Subsequently, the transferred sheet 19 reaches a cooling area which is a lower rotation area of the roller 1. Here, the cooling fins 16 of the extension jacket chamber 15 are immersed in the coolant 18, and the heat medium 14 flows from the jacket chamber 12 into the jacket chamber 11 by gravity, so that the heat medium 14 is vaporized and evaporated. The outer peripheral wall of the roller 1 is cooled. Therefore, the sheet 1 is cooled and hardened. After passing through the cooling area of the roller 1, the cooled sheet 19 is separated from the roller 1 and taken up by a required roller.

[0019]

As described above, according to the present invention, when a pattern or the like is transferred to a sheet by using a roller that generates heat, a cooling region is formed in a part along the circumferential wall of the roller. Such an effect that the transferred pattern is deformed or loses its shape can be reliably avoided.

[Brief description of the drawings]

FIG. 1 is a sectional view showing an embodiment of the present invention.

FIG. 2 is an enlarged sectional view of a part of FIG.

FIG. 3 is a cross-sectional view of the roller of FIG.

[Explanation of symbols]

 DESCRIPTION OF SYMBOLS 1 Roller 3 Drive shaft 6 Electromagnetic induction heating mechanism 7 Induction coil 11 1st jacket room 12 2nd jacket room 13 Communication hole 14 Heat medium 15 Extension jacket room 17 Cooling room 18 Refrigerant 19 Sheet

──────────────────────────────────────────────────続 き Continuation of the front page (56) References JP-A Hei 1-79297 (JP, U) JP-A 60-44393 (JP, U) (58) Fields surveyed (Int. Cl. ⁷ , DB name) H05B 6/14 B29C 59/04 D02J 13/00 D21G 1/02 F16C 13/00

Claims (1)

(57) [Claims] A roller that is rotatably driven; and an electromagnetic induction heating mechanism that is provided inside the roller and causes the roller to generate heat, wherein a thermoplastic sheet is in contact with a peripheral surface of the roller, In an induction heating roller device for transferring a pattern or the like engraved on the peripheral surface of a roller to the sheet, the peripheral wall of the roller extends along the axial direction thereof,
A plurality of first and second jacket chambers arranged along a circumferential direction of the roller are provided on an outer peripheral side and an inner peripheral side of the roller, and the first and second jacket chambers are individually communicated.
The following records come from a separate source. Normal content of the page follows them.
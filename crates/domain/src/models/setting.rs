//! Key/value settings.
//!
//! Settings are opaque byte blobs keyed by name. Only initialization reads
//! them; everything else treats values as uninterpreted bytes.

use serde::Serialize;

/// Selected color theme.
pub const SETTING_THEME: &str = "theme";
/// Distance unit used for display.
pub const SETTING_UNIT: &str = "unit";
/// Display locale override.
pub const SETTING_LOCALE: &str = "locale";
/// Present once the first-run initialization completed.
pub const SETTING_FIRST_RUN: &str = "first_run";
/// Present once the user dismissed the onboarding popup.
pub const SETTING_POPUP_DISMISSED: &str = "popup_dismissed";

/// Keys known to the application.
pub const KNOWN_SETTING_KEYS: [&str; 5] = [
    SETTING_THEME,
    SETTING_UNIT,
    SETTING_LOCALE,
    SETTING_FIRST_RUN,
    SETTING_POPUP_DISMISSED,
];

/// Maximum length of a setting key.
pub const MAX_SETTING_KEY_LENGTH: usize = 64;

/// Maximum size of a setting value in bytes.
pub const MAX_SETTING_VALUE_BYTES: usize = 16 * 1024;

/// A persisted setting.
#[derive(Debug, Clone, PartialEq, Eq)]
pub struct Setting {
    pub key: String,
    pub value: Vec<u8>,
}

/// Response listing stored setting keys.
#[derive(Debug, Clone, Serialize)]
pub struct ListSettingKeysResponse {
    pub keys: Vec<String>,
}

/// Whether `key` is an acceptable setting name.
///
/// Keys are lowercase ASCII letters, digits and underscores.
pub fn is_valid_setting_key(key: &str) -> bool {
    !key.is_empty()
        && key.len() <= MAX_SETTING_KEY_LENGTH
        && key
            .chars()
            .all(|c| c.is_ascii_lowercase() || c.is_ascii_digit() || c == '_')
}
And a gas-liquid two-phase heat medium is enclosed inside,
Further, an extension jacket chamber communicating with an end of the first jacket chamber on the outer peripheral side of the roller is provided, and a lower rotation area of the roller from the time when the sheet is transferred by the roller until the sheet is separated from the roller. And a cooling mechanism for cooling the extension jacket chamber.